You have 20-25 percent in the C fund???
Looks like about:

15% in G Fund (Gov't securities)

15% in F Fund (Fixed Income Index)

24% in C Fund (Common Stock)

23% in S Fund (Small Cap)

23% in I Fund (International)
Ric Edelman and Dave Ramsey recommend about 60% in C FWIW.I have 40%, but have had as much as 50 in the past. G Fund is basically a cash fund these days, I'd probably shift most of that to C if I were you. I have 5 percent there. Your S and I contributions are similar to mine.
Thanks.

 
I've got a lot of dry on the sideline and I think I'm moving it into play... Anyone give thoughts on this breakdown:

DIA - 10%

SPY - 10%

Googl - 10%

Amzn - 8%

XLE - 8%

XOM - 8%

EDV - 10%

IEF - 10%

VZ - 8%

IBB - 7%

XLK -7%

Grub - 4% (I'm a believer in this company)

Do I need to go a little safer? Trying to mix some treasury and bond funds in along with ETFs and companies I'm a long time believer in.

Any feedback appreciated.

 
2 days ago he was calling for panic and M&A. He flips his POV quickly.

He also called for $15 oil during the March lows which shot up to low $60's.

This almost makes me more bearish.
Good call. One trading day later, Gartman's already said he made a mistake.
Been killing it shorting oil the last few days, this guy is a clown - changes his position twice in 3 days, why does he get airtime? I think oil (and most of the market) gets a bounce tomorrow. I'm thinking about holding off on the oil short until the EIA report Wednesday. Hoping it gets fluffed up until then. Don't think a negative 1-2 million draw will do much and I think oil selling resumes Wednesday.
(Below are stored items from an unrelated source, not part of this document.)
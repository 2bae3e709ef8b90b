use crate::model::SAMPLE_RECORDS;
use anyhow::Result;
use csv::Writer;
use std::path::Path;

/// Writes the fixed two-row dataset, replacing whatever is at `path`.
pub fn write_sample_csv<P: AsRef<Path>>(path: P) -> Result<()> {
    let mut wtr = Writer::from_path(path)?;
    for record in &SAMPLE_RECORDS {
        wtr.serialize(record)?;
    }
    wtr.flush()?;
    Ok(())
}

#[cfg(test)]
mod tests {
    use super::*;
    use std::fs;

    #[test]
    fn test_sample_contents() {
        let dir = tempfile::tempdir().unwrap();
        let path = dir.path().join("sample.csv");
        write_sample_csv(&path).unwrap();
        assert_eq!(
            fs::read_to_string(&path).unwrap(),
            "id,event_type,value\n1,load,100\n2,unload,200\n"
        );
    }

    #[test]
    fn test_sample_overwrites_existing() {
        let dir = tempfile::tempdir().unwrap();
        let path = dir.path().join("sample.csv");
        fs::write(&path, "partial,garbage,that,is,longer,than,the,sample\n").unwrap();
        write_sample_csv(&path).unwrap();
        assert_eq!(
            fs::read_to_string(&path).unwrap(),
            "id,event_type,value\n1,load,100\n2,unload,200\n"
        );
    }
}
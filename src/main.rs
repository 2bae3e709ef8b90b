mod error;
mod generate;
mod model;
mod projection;
mod sample;

use anyhow::Result;
use clap::Parser;
use generate::{Outcome, generate_output};
use model::{DEFAULT_INPUT, DEFAULT_OUTPUT, PREFERRED_COLUMNS};
use std::path::PathBuf;
use tracing::{error, info, warn};
use tracing_subscriber::{EnvFilter, fmt};

/// Copy a few columns of an event CSV, or write a sample file when the input is unusable.
#[derive(Parser, Debug)]
#[command(author, version, about, long_about = None)]
struct Args {
    #[arg(short, long, default_value = DEFAULT_INPUT)]
    input: PathBuf,

    #[arg(short, long, default_value = DEFAULT_OUTPUT)]
    output: PathBuf,

    /// Columns to keep, in output order
    #[arg(short, long, value_delimiter = ',', default_values_t = PREFERRED_COLUMNS.map(String::from).to_vec())]
    columns: Vec<String>,
}

fn main() -> Result<()> {
    let args = Args::parse();

    // logs go to stderr, stdout only carries the status line
    let env = EnvFilter::try_from_default_env().unwrap_or_else(|_| EnvFilter::new("info"));
    fmt::Subscriber::builder()
        .with_env_filter(env)
        .with_writer(std::io::stderr)
        .init();

    match generate_output(&args.input, &args.output, &args.columns) {
        Ok(Outcome::Projected { columns, rows }) => {
            info!(?columns, rows, "projected {}", args.input.display());
            println!("Wrote output from input to {}", args.output.display());
        }
        Ok(Outcome::Sample { reason }) => {
            if let Some(reason) = reason {
                warn!("cannot use {}: {}", args.input.display(), reason);
            }
            println!("Wrote sample output to {}", args.output.display());
        }
        Err(e) => {
            error!("{:#}", e);
            println!("Failed to write output to {}", args.output.display());
        }
    }
    Ok(())
}
//! Report Storage Port - Persistence of the rendered report.
//!
//! The report is rendered fully in memory first, then handed to a storage
//! adapter in one call. Each save replaces the previous report entirely.

use std::path::{Path, PathBuf};
use thiserror::Error;

/// Port for persisting the single report artifact.
///
/// # Contract
///
/// Implementations must:
/// - Replace any previous report in full (no append, no versioning)
/// - Never leave a partially written report behind
/// - Release every resource before `write` returns
///
/// # Usage
///
/// ```rust,ignore
/// let storage: &dyn ReportStorage = get_storage();
///
/// let saved = storage.write("Embroidery Report for Ada\n...")?;
/// println!("Report saved to {}", saved.location);
/// ```
pub trait ReportStorage {
    /// Writes the report, replacing any earlier one.
    ///
    /// # Returns
    ///
    /// Where the report was written, its size and checksum.
    fn write(&self, content: &str) -> Result<SavedReport, StorageError>;

    /// Reads the current report back.
    ///
    /// # Errors
    ///
    /// Returns `StorageError::NotFound` if no report has been written.
    fn read(&self) -> Result<String, StorageError>;

    /// Describes where reports are written, for user-facing messages.
    fn location(&self) -> String;
}

/// Receipt for a completed report write.
#[derive(Debug, Clone, PartialEq, Eq)]
pub struct SavedReport {
    /// Where the report now lives.
    pub location: String,

    /// Size of the written content in bytes.
    pub size_bytes: u64,

    /// Hex-encoded SHA-256 of the written content.
    pub checksum: String,
}

impl SavedReport {
    pub fn new(location: impl Into<String>, size_bytes: u64, checksum: impl Into<String>) -> Self {
        Self {
            location: location.into(),
            size_bytes,
            checksum: checksum.into(),
        }
    }
}

/// File-system location of a report.
#[derive(Debug, Clone, PartialEq, Eq)]
pub struct ReportPath(PathBuf);

impl ReportPath {
    pub fn new(path: impl Into<PathBuf>) -> Self {
        Self(path.into())
    }

    /// Returns the path as a string (lossy conversion for non-UTF8 paths).
    pub fn to_string_lossy(&self) -> String {
        self.0.to_string_lossy().to_string()
    }

    pub fn as_path(&self) -> &Path {
        &self.0
    }

    /// Returns the sibling path used while a write is in progress.
    pub fn temp_path(&self) -> PathBuf {
        let mut name = self
            .0
            .file_name()
            .map(|n| n.to_os_string())
            .unwrap_or_default();
        name.push(".tmp");
        self.0.with_file_name(name)
    }
}

impl std::fmt::Display for ReportPath {
    fn fmt(&self, f: &mut std::fmt::Formatter<'_>) -> std::fmt::Result {
        write!(f, "{}", self.to_string_lossy())
    }
}

impl From<&str> for ReportPath {
    fn from(s: &str) -> Self {
        Self::new(PathBuf::from(s))
    }
}

impl From<PathBuf> for ReportPath {
    fn from(path: PathBuf) -> Self {
        Self::new(path)
    }
}

/// Errors that can occur while persisting a report.
#[derive(Debug, Clone, PartialEq, Eq, Error)]
pub enum StorageError {
    /// No report exists yet.
    #[error("Report not found: {path}")]
    NotFound { path: String },

    /// Permission denied accessing the report.
    #[error("Permission denied: {path}")]
    PermissionDenied { path: String },

    /// IO error during a report operation.
    #[error("IO error: {message}")]
    Io { message: String },
}

impl StorageError {
    /// Creates a not found error.
    pub fn not_found(path: impl Into<String>) -> Self {
        Self::NotFound { path: path.into() }
    }

    /// Creates a permission denied error.
    pub fn permission_denied(path: impl Into<String>) -> Self {
        Self::PermissionDenied { path: path.into() }
    }

    /// Creates an IO error.
    pub fn io(message: impl Into<String>) -> Self {
        Self::Io {
            message: message.into(),
        }
    }

    /// Maps an `std::io::Error` for the given path.
    pub fn from_io(path: &Path, action: &str, err: std::io::Error) -> Self {
        match err.kind() {
            std::io::ErrorKind::NotFound => Self::not_found(path.display().to_string()),
            std::io::ErrorKind::PermissionDenied => {
                Self::permission_denied(path.display().to_string())
            }
            _ => Self::io(format!("Failed to {} {}: {}", action, path.display(), err)),
        }
    }
}

#[cfg(test)]
mod tests {
    use super::*;

    #[test]
    fn temp_path_appends_suffix() {
        let path = ReportPath::from("out/report.txt");
        assert_eq!(path.temp_path(), PathBuf::from("out/report.txt.tmp"));
    }

    #[test]
    fn report_path_displays_path() {
        assert_eq!(ReportPath::from("report.txt").to_string(), "report.txt");
    }

    #[test]
    fn from_io_maps_error_kinds() {
        let path = Path::new("report.txt");

        let err = StorageError::from_io(
            path,
            "read",
            std::io::Error::new(std::io::ErrorKind::NotFound, "gone"),
        );
        assert_eq!(err, StorageError::not_found("report.txt"));

        let err = StorageError::from_io(
            path,
            "write",
            std::io::Error::new(std::io::ErrorKind::PermissionDenied, "nope"),
        );
        assert_eq!(err, StorageError::permission_denied("report.txt"));

        let err = StorageError::from_io(
            path,
            "write",
            std::io::Error::new(std::io::ErrorKind::Other, "disk full"),
        );
        assert_eq!(err, StorageError::io("Failed to write report.txt: disk full"));
    }

    #[test]
    fn storage_error_displays_correctly() {
        assert_eq!(
            StorageError::not_found("report.txt").to_string(),
            "Report not found: report.txt"
        );
        assert_eq!(StorageError::io("boom").to_string(), "IO error: boom");
    }
}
The Fed might have some pause about hiking, so oil could be getting a reprieve there, which gives me some cause for pause if the dollar weakens.

 
Anyone worried there is a lot more pain?

Personally I think our economy is in good shape - growing GDP, great employment numbers, great ISM numbers... Basically no boogie men hiding under the bed like 2007. China is a disaster, but we're much more well positioned to handle a rocky road right now. I think this pullback is healthy and a good spot to add to long term positions, hence my post above, which would be a set it and forget move.

Thoughts on the market and pain to come?

 
siff, where are you? Get your ### in here and opine! :)
And here I was hoping to spend the day studying up for my Fantasy draft tonight. Hopefully the bones heads in my league were distracted by the market action today too, and Jordy Nelson will be sitting there for me in round 2- I plays 'em like a true shark.

The truth is, I'm not sure what I have to offer you guys because it seems like everyone's been nicely re-conditioned to buy every drop in the market. That bear markets don't exist. And that in general (today notwithstanding) everything is awesome! Buy and Hold is the best investment philosophy to have when a bull market is at all-time highs, and not so great at a bear market bottom.

My philosophy has always been - be bullish in a bull market and be bearish in a bear market and have the courage to recognize which is which.

But when for 6 years running every bounce should be bought, and the idea of "risk" no longer exists. Well that philosophy seems a tad outdated. Perhaps I am too for sticking with it.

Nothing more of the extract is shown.